Творцы русской идеи - страница 11
Главная проблема Канта и его последователей — свобода. Для решения антиномии свободы была написана «Критика чистого разума». Кантовское решение проблемы: эмпирический мир лишен свободы, она существует только в ноуменальном мире. Нравственное поведение требует действовать ноуменально в эмпирическом окружении. Православная религия сразу ставит верующего в ситуацию ноуменального мира, требует вести себя вопреки эмпирии. В неопубликованной главе к роману «Бесы» Достоевского есть примечательный диалог. Ставрогин спрашивает епископа Тихона, может ли он своей верой сдвинуть гору. Ответ: если Бог велит, то смогу. Возражение Ставрогина: получается, как если бы Бог сделал это сам. Епископ не согласен: нет, это сделаете вы сами, но вера должна быть безграничной.
Я — не религиозный теоретик, не фанатик православия, но из нашей философской литературы знаю, что православие, более чем западные ветви христианства, наделяет человека свободой воли. Если человек захочет, то, уповая на Бога, он может сдвинуть гору. Важно не то, что это произойдет, а что человек убежден в этом. Отсюда следующие пассажи у Ильина и Бердяева: «Православный русский верит в свободную волю и свободную совесть»>13. «В глубине русского народа заложена свобода духа ббльшая, чем у более свободных и просвещенных народов Запада… Огромность свободы есть одно из полярных начал в русском народе и с ней связана «русская идея»>14.

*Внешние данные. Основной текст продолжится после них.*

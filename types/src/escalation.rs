//! Authority escalation collaborator.
//!
//! Delivering the notification (email, SMS, dashboards) is someone else's job;
//! the engine only decides *when* an issue must be forwarded.

use crate::issue::Issue;
use serde::{Deserialize, Serialize};

#[derive(Clone, Copy, Debug, PartialEq, Eq, Serialize, Deserialize)]
#[serde(rename_all = "snake_case")]
pub enum EscalationReason {
    /// A critical issue bypassed the vote threshold.
    Critical,
    /// The community reached the vote threshold.
    Verified,
    /// A verified issue sat a whole window without acknowledgment.
    Unacknowledged,
}

impl EscalationReason {
    pub fn as_str(&self) -> &'static str {
        match self {
            EscalationReason::Critical => "critical",
            EscalationReason::Verified => "verified",
            EscalationReason::Unacknowledged => "unacknowledged",
        }
    }
}

/// Receives issues that must be forwarded to an external authority.
///
/// Called after the triggering mutation has committed. Implementations must
/// not block for long; queue the work instead.
pub trait AuthorityNotifier: Send + Sync {
    fn escalate(&self, issue: &Issue, reason: EscalationReason);
}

Поэтому вызывают улыбку нынешние наивные призывы и здесь «учиться у Запада»: дайте, мол, нам протестантизм с его индивидуализмом и предопределением, а то пропадем! В. Хорос надеется на то, что «будут развиваться в русском православии реформационные течения, способные выполнить функции, аналогичные европейскому протестантизму»>15. Нужны ли нам такие функции? Каждому свое!
Я не хочу сказать, что наши духовные дела в идеальном порядке. Есть в русском характере черта, прямо противоположная личной свободе. Толстой назвал ее — «роевое начало», потребность прильнуть к таким же, как ты, подобно пчеле, прилипающей к рою. Безусловная русская черта — привязанность к России в целом и к родным местам, к языку, к соотечественникам. Отсюда — ностальгия, тоска по родине, если теряешь ее даже на непродолжительное время. Быть за границей любопытно, но неуютно, несмотря на бытовые удобства: тянет домой, к родным устоям, за которые привычно держаться. Неистребима потребность в общении с близким (пусть первым встречным) — не просто в обмене информацией, а в стремлении излить душу, вести доверительный разговор, когда тебя понимают и ты понимаешь с полуслова, а то и вовсе без слов — глазами, жестом, мимикой, ибо и так все ясно, хотя говорить можно без конца. Эту потребность быть частью целого, частью общей судьбы Толстой выразил в образе мужика Платона Каратаева («Война и мир»). Дворянин Чаадаев, бросивший вызов русской истории, четче других сформулировал это русское кредо: нами владеет прежде всего ощущение связи с отечеством, семьей, идейной средой; человек не имеет другого предначертания, как эта работа по уничтожению личного бытия и замены его бытием социальным и вполне безличным. Отсюда самозабвение в общих начинаниях. Воинская доблесть в первую очередь.
Роевое начало — залог успеха. Но и знак беды. Беду предчувствовал Достоевский. Его «Легенда о Великом Инквизиторе» взята не из головы, а из глубин русского сердца, в которых он увидел готовность и даже потребность отказаться от личной свободы и ответственности, переложить их на кого-нибудь другого, верить и повиноваться ему, и — «непременно всем вместе». Достоевский предвидел Сталина — не человека, но явление.